Of course, in 2005, FrontPage Magazine was not widely known and had no Facebook page, and mainstream media was not interested at all.

So here it is, what the West should have been aware of, but wasn’t:

One might be led to think that if international law enforcement authorities and Western intelligence agencies had discovered a twenty-year old document revealing a top-secret plan developed by the oldest Islamist organization with one of the most extensive terror networks in the world to launch a program of “cultural invasion” and eventual conquest of the West that virtually mirrors the tactics used by Islamists for more than two decades, that such news would scream from headlines published on the front pages and above the fold of the New York Times, Washington Post, London Times, Le Monde, Bild, and La Repubblica.

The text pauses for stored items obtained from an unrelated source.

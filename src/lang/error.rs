use super::LineNumber;

/// ## Interpreter error
///
/// Every failure in the interpreter travels as one of these, from the
/// command that raised it all the way back to the top-level loop.

#[derive(Clone, PartialEq)]
pub struct Error {
    code: ErrorCode,
    line_number: LineNumber,
    message: String,
}

#[doc(hidden)]
#[macro_export]
macro_rules! error {
    ($err:ident) => {
        $crate::lang::Error::new($crate::lang::ErrorCode::$err)
    };
    ($err:ident @ $ch:expr) => {
        $crate::lang::Error::new($crate::lang::ErrorCode::$err).with_char($ch)
    };
    ($err:ident; $msg:expr) => {
        $crate::lang::Error::new($crate::lang::ErrorCode::$err).message($msg)
    };
    ($err:ident, $line:expr) => {
        $crate::lang::Error::new($crate::lang::ErrorCode::$err).in_line_number($line)
    };
    ($err:ident, $line:expr; $msg:expr) => {
        $crate::lang::Error::new($crate::lang::ErrorCode::$err)
            .in_line_number($line)
            .message($msg)
    };
}

impl Error {
    pub fn new(code: ErrorCode) -> Error {
        Error {
            code,
            line_number: None,
            message: String::new(),
        }
    }

    pub fn code(&self) -> ErrorCode {
        self.code
    }

    pub fn line_number(&self) -> LineNumber {
        self.line_number
    }

    pub fn detail(&self) -> &str {
        &self.message
    }

    /// Errors that end a command string without being reported.
    pub fn is_silent(&self) -> bool {
        matches!(self.code, ErrorCode::Stopped | ErrorCode::Exit)
    }

    /// Attaches a line number unless an inner command buffer already did.
    pub fn in_line_number(self, line: usize) -> Error {
        if self.line_number.is_some() {
            return self;
        }
        Error {
            line_number: Some(line),
            ..self
        }
    }

    pub fn message<S: Into<String>>(self, message: S) -> Error {
        debug_assert!(self.message.is_empty());
        Error {
            message: message.into(),
            ..self
        }
    }

    pub fn with_char(self, ch: u8) -> Error {
        self.message(format!("'{}'", printable(ch)))
    }
}

/// Renders a byte the way TECO echoes it: control codes as `^X`,
/// ESC as `$`.
pub fn printable(ch: u8) -> String {
    match ch {
        0x1b => "$".to_string(),
        0x00..=0x1f => format!("^{}", (ch + b'@') as char),
        0x7f => "^?".to_string(),
        0x80..=0xff => format!("[{:02X}]", ch),
        _ => (ch as char).to_string(),
    }
}

#[derive(Debug, Clone, Copy, PartialEq, Eq)]
pub enum ErrorCode {
    // Syntax
    IllegalCommand,
    IllegalEChar,
    IllegalFChar,
    IllegalCaret,
    IllegalQuote,
    IllegalNumber,
    IllegalRegister,
    IllegalDelimiter,
    IllegalModifier,
    IllegalRadix,
    Unterminated,
    IllFormed,
    NoArgComplement,
    // Structure
    MissingRightParen,
    MissingLeftParen,
    MissingRightAngle,
    NotInLoop,
    SemiNotInLoop,
    MissingApostrophe,
    MissingQuote,
    DuplicateTag,
    MissingTag,
    InvalidLocation,
    BadNesting,
    // Arguments
    BadArguments,
    NoArgument,
    NoArgComma,
    NoArgEquals,
    NoArgQuote,
    NoArgSemi,
    NoArgU,
    // Resources
    PushDownOverflow,
    // Runtime
    DivisionByZero,
    Overflow,
    CantPop,
    PointerOffPage,
    NotImplemented,
    // Environment
    FileNotFound,
    SystemError,
    // Control
    Interrupted,
    Stopped,
    Exit,
}

impl ErrorCode {
    pub fn mnemonic(&self) -> &'static str {
        use ErrorCode::*;
        match self {
            IllegalCommand => "ILL",
            IllegalEChar => "IEC",
            IllegalFChar => "IFC",
            IllegalCaret => "IUC",
            IllegalQuote => "IQC",
            IllegalNumber => "ILN",
            IllegalRegister => "IQN",
            IllegalDelimiter => "IDL",
            IllegalModifier => "MOD",
            IllegalRadix => "IRA",
            Unterminated => "UTC",
            IllFormed => "IFE",
            NoArgComplement => "NAB",
            MissingRightParen => "MRP",
            MissingLeftParen => "MLP",
            MissingRightAngle => "MRA",
            NotInLoop => "BNI",
            SemiNotInLoop => "SNI",
            MissingApostrophe => "MAP",
            MissingQuote => "MSC",
            DuplicateTag => "DUP",
            MissingTag => "TAG",
            InvalidLocation => "LOC",
            BadNesting => "NST",
            BadArguments => "ARG",
            NoArgument => "NON",
            NoArgComma => "NAC",
            NoArgEquals => "NAE",
            NoArgQuote => "NAQ",
            NoArgSemi => "NAS",
            NoArgU => "NAU",
            PushDownOverflow => "PDO",
            DivisionByZero => "DIV",
            Overflow => "OVF",
            CantPop => "CPQ",
            PointerOffPage => "POP",
            NotImplemented => "NYI",
            FileNotFound => "FNF",
            SystemError => "ERR",
            Interrupted => "XAB",
            Stopped => "XIT",
            Exit => "EXT",
        }
    }

    pub fn description(&self) -> &'static str {
        use ErrorCode::*;
        match self {
            IllegalCommand => "Illegal command",
            IllegalEChar => "Illegal E character",
            IllegalFChar => "Illegal F character",
            IllegalCaret => "Illegal character following ^",
            IllegalQuote => "Illegal quote character",
            IllegalNumber => "Illegal number",
            IllegalRegister => "Illegal Q-register name",
            IllegalDelimiter => "Illegal text delimiter",
            IllegalModifier => "Illegal modifier",
            IllegalRadix => "Illegal radix argument to ^R",
            Unterminated => "Unterminated command",
            IllFormed => "Ill-formed numeric expression",
            NoArgComplement => "No argument before ^_",
            MissingRightParen => "Missing right parenthesis",
            MissingLeftParen => "Missing left parenthesis",
            MissingRightAngle => "Missing right angle bracket",
            NotInLoop => "> not in iteration",
            SemiNotInLoop => "; not in iteration",
            MissingApostrophe => "Missing apostrophe",
            MissingQuote => "Missing start of conditional",
            DuplicateTag => "Duplicate tag",
            MissingTag => "Missing tag",
            InvalidLocation => "Invalid location for tag",
            BadNesting => "Improper nesting of loop and conditional",
            BadArguments => "Improper arguments",
            NoArgument => "Missing n argument",
            NoArgComma => "No argument before ,",
            NoArgEquals => "No argument before =",
            NoArgQuote => "No argument before \"",
            NoArgSemi => "No argument before ;",
            NoArgU => "No argument before U",
            PushDownOverflow => "Push-down list overflow",
            DivisionByZero => "Division by zero",
            Overflow => "Arithmetic overflow",
            CantPop => "Can't pop into Q-register",
            PointerOffPage => "Attempt to move pointer off page",
            NotImplemented => "Not yet implemented",
            FileNotFound => "File not found",
            SystemError => "System error",
            Interrupted => "Execution aborted",
            Stopped => "Execution stopped",
            Exit => "Exit",
        }
    }
}

impl std::fmt::Debug for Error {
    fn fmt(&self, f: &mut std::fmt::Formatter<'_>) -> std::fmt::Result {
        write!(f, "Error {{ {} }}", self.to_string())
    }
}

impl std::fmt::Display for Error {
    fn fmt(&self, f: &mut std::fmt::Formatter) -> std::fmt::Result {
        write!(f, "?{} {}", self.code.mnemonic(), self.code.description())?;
        if !self.message.is_empty() {
            write!(f, " {}", self.message)?;
        }
        match self.line_number {
            Some(line) if line > 1 => write!(f, " IN LINE {}", line),
            _ => Ok(()),
        }
    }
}

#[cfg(test)]
mod tests {
    use super::*;

    #[test]
    fn test_display() {
        assert_eq!(error!(IllegalCommand @ b'Y').to_string(), "?ILL Illegal command 'Y'");
        assert_eq!(
            error!(IllegalCaret @ 0x1b).to_string(),
            "?IUC Illegal character following ^ '$'"
        );
        assert_eq!(
            error!(MissingTag, 3; "!top!").to_string(),
            "?TAG Missing tag !top! IN LINE 3"
        );
    }

    #[test]
    fn test_inner_line_number_wins() {
        let e = error!(NotInLoop, 4).in_line_number(1);
        assert_eq!(e.line_number(), Some(4));
    }
}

If that’s what you might think, you would be wrong.

In fact, such a document was recovered in a raid by Swiss authorities in November 2001, two months after the horror of 9/11. Since that time information about this document, known in counterterrorism circles as “The Project”, and discussion regarding its content has been limited to the top-secret world of Western intelligence communities.

Only through the work of an intrepid Swiss journalist, Sylvain Besson of Le Temps, and his book published in October 2005 in France, La conquête de l’Occident: Le projet secret des Islamistes (The Conquest of the West: The Islamists’ Secret Project), has information regarding The Project finally been made public. One Western official cited by Besson has described The Project as “a totalitarian ideology of infiltration which represents, in the end, the greatest danger for European societies.”

What Western intelligence authorities know about The Project begins with the raid of a luxurious villa in Campione, Switzerland on November 7, 2001. The target of the raid was Youssef Nada, director of the Al-Taqwa Bank of Lugano, who has had active association with the Muslim Brotherhood for more than 50 years and who admitted to being one of the organization’s international leaders. The Muslim Brotherhood, regarded as the oldest and one of the most important Islamist movements in the world, was founded by Hasan al-Banna in 1928 and dedicated to the credo, “Allah is our objective. The Prophet is our leader. Qur’an is our law. Jihad is our way. Dying in the way of Allah is our highest hope.”